А что это значит? Я отходила двадцать семь спектаклей! И ничего не могла придумать. Ступор какой-то. Верный признак — надо бросать затею к чертовой матери… Потом как-то с одного спектакля пришла и все нарисовала, как должно быть. Ночью. А утром рано встала и сразу начала лепить. Причем, жили-то мы в коммуналке, само собой. Кроме нас в ней жило еще сорок два человека. Один гальюн, одна ванна.

— Я даже представить себе не могу.

— А ты вот представь. Просто жили так, и все. Это даже не казалось ужасным, так большинство жило…

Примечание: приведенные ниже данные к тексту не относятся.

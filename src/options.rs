//! Black-Scholes pricing for European options.
//!
//! Call = S·e^(-qT)·N(d1) - K·e^(-rT)·N(d2)
//! Put  = K·e^(-rT)·N(-d2) - S·e^(-qT)·N(-d1)
//!
//! d1 = [ln(S/K) + (r - q + σ²/2)T] / (σ√T), d2 = d1 - σ√T

use crate::error::{ExchangeError, PricingError};
use crate::exchange::Exchange;
use crate::models::Timeframe;
use chrono::NaiveDate;
use regex::Regex;
use serde::{Deserialize, Serialize};
use statrs::distribution::{ContinuousCDF, Normal};
use statrs::statistics::Statistics;
use std::fmt;
use tracing::warn;

pub const TRADING_DAYS: f64 = 252.0;
pub const IV_LOWER: f64 = 0.01;
pub const IV_UPPER: f64 = 3.0;

/// 10-year Treasury yield index, quoted in percent.
pub const RATE_TICKER: &str = "^TNX";

const IV_TOLERANCE: f64 = 1e-8;
const IV_MAX_ITERATIONS: usize = 200;
/// Largest accepted price residual, relative to the market price.
const IV_MAX_RESIDUAL: f64 = 1e-4;

#[derive(Debug, Clone, Copy, PartialEq, Eq, Serialize)]
#[serde(rename_all = "lowercase")]
pub enum OptionType {
    Call,
    Put,
}

impl fmt::Display for OptionType {
    fn fmt(&self, f: &mut fmt::Formatter<'_>) -> fmt::Result {
        match self {
            OptionType::Call => write!(f, "call"),
            OptionType::Put => write!(f, "put"),
        }
    }
}

#[derive(Debug, Clone)]
pub struct BlackScholes {
    pub spot: f64,
    pub strike: f64,
    /// Years; 7 days is 7/365.
    pub time_to_expiry: f64,
    pub risk_free_rate: f64,
    pub volatility: f64,
    pub dividend_yield: f64,
    normal: Normal,
}

impl BlackScholes {
    /// Rejects inputs the closed form is undefined for instead of returning NaN.
    pub fn new(
        spot: f64,
        strike: f64,
        time_to_expiry: f64,
        risk_free_rate: f64,
        volatility: f64,
    ) -> Result<Self, PricingError> {
        let positive = [
            ("spot", spot),
            ("strike", strike),
            ("time to expiry", time_to_expiry),
            ("volatility", volatility),
        ];
        for (name, value) in positive {
            if !(value > 0.0 && value.is_finite()) {
                return Err(PricingError::InvalidInput(format!(
                    "{} must be positive, got {}",
                    name, value
                )));
            }
        }
        let normal = Normal::new(0.0, 1.0).map_err(|e| PricingError::InvalidInput(e.to_string()))?;

        Ok(Self {
            spot,
            strike,
            time_to_expiry,
            risk_free_rate,
            volatility,
            dividend_yield: 0.0,
            normal,
        })
    }

    pub fn with_dividend_yield(mut self, dividend_yield: f64) -> Self {
        self.dividend_yield = dividend_yield;
        self
    }

    fn d1(&self) -> f64 {
        let numerator = (self.spot / self.strike).ln()
            + (self.risk_free_rate - self.dividend_yield + self.volatility.powi(2) / 2.0)
                * self.time_to_expiry;
        numerator / (self.volatility * self.time_to_expiry.sqrt())
    }

    fn d2(&self) -> f64 {
        self.d1() - self.volatility * self.time_to_expiry.sqrt()
    }

    fn n(&self, x: f64) -> f64 {
        self.normal.cdf(x)
    }

    pub fn price(&self, option_type: OptionType) -> f64 {
        let (d1, d2) = (self.d1(), self.d2());
        let spot_discount = (-self.dividend_yield * self.time_to_expiry).exp();
        let strike_discount = (-self.risk_free_rate * self.time_to_expiry).exp();

        match option_type {
            OptionType::Call => {
                self.spot * spot_discount * self.n(d1) - self.strike * strike_discount * self.n(d2)
            }
            OptionType::Put => {
                self.strike * strike_discount * self.n(-d2) - self.spot * spot_discount * self.n(-d1)
            }
        }
    }

    /// Call delta lies in [0, 1], put delta in [-1, 0].
    pub fn delta(&self, option_type: OptionType) -> f64 {
        let spot_discount = (-self.dividend_yield * self.time_to_expiry).exp();
        match option_type {
            OptionType::Call => spot_discount * self.n(self.d1()),
            OptionType::Put => spot_discount * (self.n(self.d1()) - 1.0),
        }
    }

    fn with_volatility(&self, volatility: f64) -> Self {
        Self {
            volatility,
            ..self.clone()
        }
    }

    /// The σ in [`IV_LOWER`, `IV_UPPER`] whose model price best matches `market_price`.
    ///
    /// Golden-section search on the squared price error. The model price is
    /// monotone in σ, so the error has a single minimum on the bracket.
    pub fn implied_volatility(&self, option_type: OptionType, market_price: f64) -> Result<f64, PricingError> {
        if !(market_price > 0.0 && market_price.is_finite()) {
            return Err(PricingError::InvalidInput(format!(
                "market price must be positive, got {}",
                market_price
            )));
        }

        let error = |sigma: f64| {
            let diff = self.with_volatility(sigma).price(option_type) - market_price;
            diff * diff
        };

        let ratio = (5f64.sqrt() - 1.0) / 2.0;
        let (mut lo, mut hi) = (IV_LOWER, IV_UPPER);
        let mut x1 = hi - ratio * (hi - lo);
        let mut x2 = lo + ratio * (hi - lo);
        let (mut f1, mut f2) = (error(x1), error(x2));

        for _ in 0..IV_MAX_ITERATIONS {
            if hi - lo < IV_TOLERANCE {
                break;
            }
            if f1 < f2 {
                hi = x2;
                x2 = x1;
                f2 = f1;
                x1 = hi - ratio * (hi - lo);
                f1 = error(x1);
            } else {
                lo = x1;
                x1 = x2;
                f1 = f2;
                x2 = lo + ratio * (hi - lo);
                f2 = error(x2);
            }
        }

        let sigma = (lo + hi) / 2.0;
        if error(sigma).sqrt() > IV_MAX_RESIDUAL * market_price.max(1.0) {
            return Err(PricingError::NoConvergence(market_price));
        }
        Ok(sigma)
    }
}

/// Annualized volatility of daily closes: population std of log returns × √252.
pub fn historical_volatility(closes: &[f64]) -> Option<f64> {
    if closes.len() < 3 || closes.iter().any(|c| *c <= 0.0) {
        return None;
    }
    let log_returns: Vec<f64> = closes.windows(2).map(|w| (w[1] / w[0]).ln()).collect();
    let daily_std = log_returns.population_std_dev();
    daily_std.is_finite().then(|| daily_std * TRADING_DAYS.sqrt())
}

/// An OCC-style contract symbol such as `AAPL250117C00150000`.
#[derive(Debug, Clone, PartialEq, Serialize)]
pub struct OptionContract {
    pub symbol: String,
    pub ticker: String,
    pub expiration: NaiveDate,
    pub option_type: OptionType,
    /// Dollars; the symbol carries strike × 1000.
    pub strike: f64,
}

impl OptionContract {
    pub fn parse(symbol: &str) -> Result<Self, PricingError> {
        let invalid = || PricingError::InvalidInput(format!("bad contract symbol {}", symbol));
        let re = Regex::new(r"^(?P<ticker>[A-Z]+)(?P<date>\d{6})(?P<kind>[CP])(?P<strike>\d+)$")
            .map_err(|e| PricingError::InvalidInput(e.to_string()))?;
        let upper = symbol.trim().to_uppercase();
        let caps = re.captures(&upper).ok_or_else(invalid)?;

        let expiration = NaiveDate::parse_from_str(&format!("20{}", &caps["date"]), "%Y%m%d")
            .map_err(|_| invalid())?;
        let option_type = match &caps["kind"] {
            "C" => OptionType::Call,
            _ => OptionType::Put,
        };
        let strike = caps["strike"].parse::<f64>().map_err(|_| invalid())? / 1000.0;

        Ok(Self {
            ticker: caps["ticker"].to_string(),
            symbol: upper.clone(),
            expiration,
            option_type,
            strike,
        })
    }

    pub fn days_to_expiry(&self, today: NaiveDate) -> i64 {
        (self.expiration - today).num_days()
    }
}

/// One priced contract, as shown in the option table.
#[derive(Debug, Clone, Serialize)]
pub struct OptionRow {
    pub contract: OptionContract,
    pub spot: f64,
    pub market_price: f64,
    pub dte: i64,
    pub implied_volatility: Option<f64>,
    /// Volatility used for delta: the implied one when it solved, else the fallback.
    pub sigma: f64,
    pub delta: f64,
    pub theoretical_price: f64,
    pub intrinsic: f64,
    pub extrinsic: f64,
}

impl OptionRow {
    /// Prices `contract` as of `today`.
    ///
    /// `fallback_sigma` (usually historical volatility) is used when the
    /// implied volatility cannot be solved from `market_price`.
    pub fn evaluate(
        contract: OptionContract,
        spot: f64,
        market_price: f64,
        risk_free_rate: f64,
        dividend_yield: f64,
        fallback_sigma: f64,
        today: NaiveDate,
    ) -> Result<Self, PricingError> {
        let dte = contract.days_to_expiry(today);
        if dte <= 0 {
            return Err(PricingError::InvalidInput(format!(
                "{} expired on {}",
                contract.symbol, contract.expiration
            )));
        }
        let time_to_expiry = dte as f64 / 365.0;
        // The solver replaces σ, so any valid starting value checks S, K and T.
        let model = BlackScholes::new(spot, contract.strike, time_to_expiry, risk_free_rate, IV_UPPER)?
            .with_dividend_yield(dividend_yield);

        let implied_volatility = model.implied_volatility(contract.option_type, market_price).ok();
        let sigma = match implied_volatility {
            Some(iv) => iv,
            None if fallback_sigma > 0.0 && fallback_sigma.is_finite() => fallback_sigma,
            None => {
                return Err(PricingError::InvalidInput(format!(
                    "no implied volatility for {} and fallback sigma is {}",
                    contract.symbol, fallback_sigma
                )));
            }
        };
        let model = model.with_volatility(sigma);

        let intrinsic = match contract.option_type {
            OptionType::Call => (spot - contract.strike).max(0.0),
            OptionType::Put => (contract.strike - spot).max(0.0),
        };

        Ok(Self {
            spot,
            market_price,
            dte,
            implied_volatility,
            sigma,
            delta: model.delta(contract.option_type),
            theoretical_price: model.price(contract.option_type),
            intrinsic,
            extrinsic: market_price - intrinsic,
            contract,
        })
    }
}

/// One contract of a listed option chain.
#[derive(Deserialize, Debug, Clone, PartialEq)]
#[serde(rename_all = "camelCase")]
pub struct OptionQuote {
    pub contract_symbol: String,
    pub strike: f64,
    #[serde(default)]
    pub last_price: Option<f64>,
    #[serde(default)]
    pub bid: Option<f64>,
    #[serde(default)]
    pub ask: Option<f64>,
}

impl OptionQuote {
    /// Last trade, or the bid/ask midpoint for contracts that have not traded.
    pub fn market_price(&self) -> Option<f64> {
        let positive = |p: Option<f64>| p.filter(|p| *p > 0.0 && p.is_finite());
        positive(self.last_price).or_else(|| match (positive(self.bid), positive(self.ask)) {
            (Some(bid), Some(ask)) => Some((bid + ask) / 2.0),
            _ => None,
        })
    }
}

#[derive(Debug, Clone, Default, PartialEq)]
pub struct OptionChain {
    pub ticker: String,
    pub underlying_price: Option<f64>,
    pub expirations: Vec<NaiveDate>,
    pub calls: Vec<OptionQuote>,
    pub puts: Vec<OptionQuote>,
}

impl OptionChain {
    /// Prices every call, then every put. Contracts without a price or with
    /// an unparseable symbol are skipped.
    pub fn evaluate(
        &self,
        spot: f64,
        risk_free_rate: f64,
        dividend_yield: f64,
        fallback_sigma: f64,
        today: NaiveDate,
    ) -> Vec<OptionRow> {
        self.calls
            .iter()
            .chain(&self.puts)
            .filter_map(|quote| {
                let Some(price) = quote.market_price() else {
                    warn!("{} has no price", quote.contract_symbol);
                    return None;
                };
                let row = OptionContract::parse(&quote.contract_symbol).and_then(|contract| {
                    OptionRow::evaluate(contract, spot, price, risk_free_rate, dividend_yield, fallback_sigma, today)
                });
                row.map_err(|e| warn!("Skipping {}: {}", quote.contract_symbol, e)).ok()
            })
            .collect()
    }
}

/// Latest [`RATE_TICKER`] close as a decimal rate (4.5 -> 0.045).
pub async fn fetch_risk_free_rate(exchange: &dyn Exchange) -> Result<f64, ExchangeError> {
    let candles = exchange.fetch_ohlcv(RATE_TICKER, Timeframe::D1, 5).await?;
    candles
        .last()
        .map(|c| c.close / 100.0)
        .ok_or_else(|| ExchangeError::BadSymbol(format!("no candles for {}", RATE_TICKER)))
}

— Евгения Леонидовна, а так называемая «оттепель», она каким-то образом вас затронула? В литературном мире она многое перевернула. А вот в мире вашем, художественном, в фарфоровом мире, произошло что-то существенное?

— Наш «художественный» и наш «фарфоровый» — это, как говорят в Одессе, две большие разницы. Фарфоровый завод, как и всякое производство, стоит в стороне от всех МОСХовских выставок, законов, споров, цеховых благ всяческих. И дрязг. Мы люди мастеровые, нам некогда собачиться. Выставляться — мы выставлялись, конечно. Однако были наособицу, самостоятельные, ни на что не претендовали. Даже не знаю, полагалось что-нибудь нам от МОСХа или нет, этого никто не знал… А Турандот, в общем, я слепила и получилось красиво.

— Еще бы! Знаменитый ваш цикл, четыре работы. Я даже эскизы видела в каком-то журнале.

— И в МОСХе, когда увидели, что такая получилась неожиданная красотища, которую и я сама не ожидала, – решили эту работу подарить театру — от Союза Художников. Уже я тут как бы и ни при чем. И вот начался очередной спектакль «Принцесса Турандот», пошел занавес — на сцене стояли все четыре скульптуры. Вышел редактор какого-то декоративно-прикладного журнала, чего-то там вякал, потом Евгений Рубенович Симонов говорил. Ну, словом, мне сильно хлопали. И она осталась у них в театре навечно, Турандотка моя… Сперва ей специально саркофаг сделали, на колесиках, в нем она паслась. А директор театра был тогда Марк Соломонович Местечкин. Я, помню, спрашиваю его: «Почему на колесиках? Это же слишком покато? » А он мне, милый человек, отвечает: «Женечка, у нас тут не всегда выставка работ. Мало ли… Тут у нас, бывает, и гроб стоит». И умолк. Через десять дней он умер, и его гроб точно на том месте стоял. Напророчил себе… Марк Соломонович все спектакли смотрел, особенно те, в которых Юлия Константиновна играла. Она была его вековечной женой, Юлия Константиновна Борисова. Тут уже первое действие закончилось, а его нет. Она в антракте бегом в его кабинет: «Ну, что ж ты не идешь?» — а он сидит за столом мертвый.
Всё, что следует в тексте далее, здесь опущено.